Visit here for the October edition of Palliative Care Grand Rounds - a monthly blog carnival highlighting some of the best and most interesting blog posts related to palliative care. Grand Rounds are published on the first Wednesday of every month. This month's host of Palliative Care Grand Rounds, GeriPal gives its own "spin", incorporating posts that feature the intersection between geriatrics and palliative care. GeriPal (Geriatrics and Palliative care) is a forum for discourse, recent news and research, and freethinking commentary and invites the perspectives of generalists, specialists, gerontologists, palliative care clinicians, and anyone else interested in care of the elderly or palliative care.

Sunday, September 27, 2009

Accountable Palliative Care Organizations - Mayo style?

As hard as health insurance reform is, compared to health care DELIVERY reform, that’s the easy part, Mayo Clinic CEO Denis Cortese said at a recent presentation to the National Press Club. Mayo has been frequently cited as a model for health care delivery reform by President Obama and others, but the question of Mayo’s value as a model for overall reform has also generated considerable discussion from both sides.

Cortese cited the significant regional variation in medical practice documented by researchers at Dartmouth (and discussed periodically in this blog, see here and here ) , and he listed several factors common to institutions and regions that produce what he called "high-value care": patient-centric cultures; high levels of physician engagement in leadership and change; much higher levels of teamwork, collaboration, and coordinated care; more "connectivity" and sharing of electronic medical records and information; and much greater use of "the science of health care delivery," meaning systematically looking at how patients flow through an organization in order to reduce waste and standardize processes to reduce errors.
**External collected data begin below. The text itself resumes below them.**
//! Shared identifiers, errors, and configuration for budgetctl.
//!
//! This crate provides common types used across all other crates:
//! - Typed IDs for type-safe entity references
//! - Application-wide error types
//! - Configuration management

pub mod config;
pub mod error;
pub mod types;

pub use config::{AppConfig, BalanceCheckKind, BatchMode, LogConfig, TransferConfig};
pub use error::{AppError, AppResult};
These factors, it occurred to me, are similar to the attributes possessed by Accountable Palliative Care Organizations (see here, here, and here). Producing "high-value care" , whether for an acute episode, in an ambulatory setting, or for late-life care, is a formidable challenge. And it is why, if palliative medicine physicians can incorporate into their practices those skills requisite to success in these emerging delivery models, their practices will be highly sought after.

Thursday, September 3, 2009

September edition of Palliative Care Grand Rounds

For an enlightening and interesting summary of the latest from the palliative care blogs, see here.

Sunday, August 23, 2009

Accountable Palliative Care Organizations (APCOs)

Recently I was asked by a client to describe the role of Accountable Palliative Care Organizations (APCOs) in creating exemplar practices around "late-life" care within a community. The client is situated near a shopping mall that had been struggling until it recently brought in a major department store - a topic which had been a subject of an earlier conversation that day. An APCO, I replied, is like an "anchor tenant" of the palliative care community, setting norms to encourage the free-flow of ideas and collaboration, producing enduringly successful communities. Within these APCOs, physicians , hospices, hospitals, and long-term care facilities adopt measures to blunt harmful financial incentives, thus taking collective responsibility for improving care for those with advanced ilnesses (what I'm terming late-life care).

Much has been written and commented of late about the role of financial incentives in the health care system, and what provisions in a health care reform package could bring about better outcomes. I'm curious to learn your thoughts and experiences, as we explore this subject in greater depth in future issues.